The following objects are only returned if diagnostics = TRUE:

optim

optim is the list as returned by stats::optim or optimx::optimr, depending on if you have optimx installed. See ?stats::optim and ?optimx::optimr for details. Only returned if fit = TRUE.

loglik_fun

loglik_fun is the loglikelihood function that takes param as its only argument. It returns the loglikelihood at the specified parameters.

standard_errors

standard_errors is a list that contains the standard errors for the transformed parameters. Its structure mimicks the structure from system_matrices, but only representing those system matrices that depend on the parameters. Only returned if standard_errors = TRUE.

Order of parameter input

This section provides details about the parameter vector that’s supplied to statespacer(). It clarifies which elements are used for what components.
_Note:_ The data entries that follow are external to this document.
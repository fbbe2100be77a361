//! Response rendering implementation

use crate::error::Result;
use crate::render::format::size_format;
use crate::render::types::{DownloadLinks, RenderedSummary, SizeReport};
use crate::upload::types::{UploadResponse, UploadResult};

/// Decimal places used for every size in the summary
pub const SUMMARY_DECIMALS: usize = 2;

/// Compare a variant against its source
///
/// The ratio always divides the smaller size by the larger, so a variant
/// that grew reports the same savings magnitude as one that shrank. Two
/// empty files compare as identical.
pub fn compare(source_size: u64, variant_size: u64) -> SizeReport {
    let diff = source_size.abs_diff(variant_size);
    let smaller = source_size.min(variant_size);
    let larger = source_size.max(variant_size);

    let ratio = if larger == 0 {
        1.0
    } else {
        smaller as f64 / larger as f64
    };

    SizeReport {
        size: variant_size,
        size_text: size_format(variant_size, SUMMARY_DECIMALS),
        diff,
        diff_text: size_format(diff, SUMMARY_DECIMALS),
        savings_percent: 100.0 - ratio * 100.0,
    }
}

/// Build the summary for a completed upload
pub fn render(result: &UploadResult) -> RenderedSummary {
    let source_size = result.source.size;

    let summary = RenderedSummary {
        source_size,
        source_text: size_format(source_size, SUMMARY_DECIMALS),
        lossless: compare(source_size, result.compressed.size),
        lossy: result
            .lossy
            .as_ref()
            .map(|lossy| compare(source_size, lossy.size)),
        links: DownloadLinks {
            source: result.source.url.clone(),
            lossless: result.compressed.url.clone(),
            lossy: result.lossy.as_ref().map(|lossy| lossy.url.clone()),
        },
    };

    log::debug!("Rendered summary: {}", summary.status_text().replace('\n', " | "));
    summary
}

/// Parse a 200 response body into a result
pub fn parse_response(body: &str) -> Result<UploadResult> {
    UploadResponse::from_json(body)?.into_result()
}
Most components use a variance - covariance matrix, which are constructed using the Cholesky \(LDL^{\top}\) decomposition. The parameters supplied to build the variance - covariance matrix are ordered as follows: First, parameters are used for the Diagonal matrix \(D\) and transformed by \(exp(2x)\). Second, the remaining parameters are assigned columnwise to the Loading matrix \(L\), so first the \(1_{st}\) column, then the \(2_{nd}\) column, and so on.
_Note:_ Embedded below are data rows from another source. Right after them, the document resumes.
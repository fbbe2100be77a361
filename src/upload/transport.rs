//! HTTP transport for upload requests
//!
//! A transport opens exactly one request and reports its lifecycle as
//! [`TransportEvent`]s on the supplied channel. It never returns results
//! directly; the controller learns everything from the events.

use crate::error::Result;
use crate::progress::ProgressStream;
use crate::upload::types::TransportEvent;
use crate::validate::FileUpload;
use futures::channel::mpsc::UnboundedSender;
use reqwest::multipart::{Form, Part};
use std::future::Future;

/// Multipart field carrying the file content
pub const FILE_FIELD: &str = "upload[file]";

/// Multipart field carrying the original file name
pub const NAME_FIELD: &str = "upload[name]";

/// Default number of bytes per progress tick
pub const DEFAULT_CHUNK_SIZE: usize = 64 * 1024;

/// One upload request: where to send it and what
#[derive(Debug, Clone)]
pub struct UploadRequest {
    pub url: String,
    pub file: FileUpload,
    pub chunk_size: usize,
}

impl UploadRequest {
    pub fn new(url: impl Into<String>, file: FileUpload) -> Self {
        Self {
            url: url.into(),
            file,
            chunk_size: DEFAULT_CHUNK_SIZE,
        }
    }

    pub fn chunk_size(mut self, chunk_size: usize) -> Self {
        self.chunk_size = chunk_size;
        self
    }
}

/// Something that can carry an upload request to the server
///
/// Implementations must deliver events in order: progress ticks, then a
/// single `TransferComplete`, then a single `Response` (or `Failed`).
pub trait Transport {
    fn send(
        &self,
        request: UploadRequest,
        events: UnboundedSender<TransportEvent>,
    ) -> impl Future<Output = ()>;
}

/// [`Transport`] over HTTP using `reqwest`
#[derive(Debug, Clone)]
pub struct HttpTransport {
    client: reqwest::Client,
}

impl HttpTransport {
    /// Create a transport with a default client
    ///
    /// No request timeout is set: an upload runs until the server answers
    /// or the connection fails.
    pub fn new() -> Result<Self> {
        let client = reqwest::Client::builder()
            .user_agent(concat!("squeeze-upload/", env!("CARGO_PKG_VERSION")))
            .build()?;
        Ok(Self { client })
    }

    /// Create a transport around an existing client
    pub fn with_client(client: reqwest::Client) -> Self {
        Self { client }
    }

    async fn execute(
        &self,
        request: UploadRequest,
        events: &UnboundedSender<TransportEvent>,
    ) -> Result<(u16, String)> {
        let UploadRequest {
            url,
            file,
            chunk_size,
        } = request;
        let descriptor = file.descriptor;

        let body = ProgressStream::new(file.data, chunk_size, events.clone());
        let total = body.total_bytes();
        let part = Part::stream_with_length(reqwest::Body::wrap_stream(body), total)
            .file_name(descriptor.name.clone())
            .mime_str(descriptor.mime_type.as_str())?;

        let form = Form::new()
            .part(FILE_FIELD, part)
            .text(NAME_FIELD, descriptor.name);

        log::debug!("POST {} ({} bytes)", url, total);

        let response = self.client.post(&url).multipart(form).send().await?;
        let status = response.status().as_u16();
        let body = response.text().await?;

        log::debug!("Response from {}: HTTP {}, {} bytes", url, status, body.len());
        Ok((status, body))
    }
}

impl Transport for HttpTransport {
    async fn send(&self, request: UploadRequest, events: UnboundedSender<TransportEvent>) {
        let event = match self.execute(request, &events).await {
            Ok((status, body)) => TransportEvent::Response { status, body },
            Err(e) => TransportEvent::Failed {
                reason: e.to_string(),
            },
        };

        if events.unbounded_send(event).is_err() {
            log::debug!("Upload listener went away before the response arrived");
        }
    }
}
The parameters are assigned to the components in the following order:

  1. The variance - covariance matrix, \(H\), of the observation equation. Unless the \(H\) matrix is self-specified!
  2. The Local Level component.
  3. The Local Level component + Slope in that order.
  4. The BSM components, in the order of the specified BSM_vec.
  5. Explanatory Variables, if the coefficients are time-varying. The coefficients themselves go into the state vector, so they don’t need any parameters!
  6. Local Level + Explanatory Variables in the Level. First the parameters go to the variance - covariance matrix of the Level, after which the remaining parameters go to the variance - covariance matrix of the Explanatory Variables (if time-varying).
  7. Local Level + Slope + Explanatory Variables in the Level. First the parameters go to the variance - covariance matrix of the Level, then they go to the variance - covariance matrix of the Slope, after which the remaining parameters go to the variance - covariance matrix of the Explanatory Variables (if time-varying).
  8. The Cycle components, in the order of the specified cycles. The first parameter is used for the frequency, \(\lambda\), of the cycle. The second parameter is used for the damping factor, \(\rho\), of the cycle, but only if damping_factor_ind = TRUE. The remaining parameters are used for the variance - covariance matrix.
  9. ARIMA, in the order of the specified ARIMA components. First, the parameters are used for the variance - covariance matrix. Then, the remaining parameters are first used for the AR coefficients, and then the MA coefficients.
  10. SARIMA, in the order of the specified SARIMA components. First, the parameters are used for the variance - covariance matrix. Then, the remaining parameters are used in the order of the specified seasonalities s, first used for the AR coefficients of the first seasonality, and then the MA coefficients of the first seasonality, and so on for the subsequent seasonalities.
  11. The self-specified part.

Care should be taken in specifying the initial parameters! Usually, I check out the variances of the dependent variables and then apply the transformation \(0.5\log(x)\) to the variances, and specify those as initial values for the parameters that go to the various variance - covariance matrices. For the AR and MA coefficients, it might be beneficial to initialise them close to 0, to prevent them from converging to unit root solutions. Using the information in this section, it should make the trial and error process of finding proper initial parameters less cumbersome!

References

Durbin, James, and Siem Jan Koopman. 2012. Time Series Analysis by State Space Methods. Oxford university press.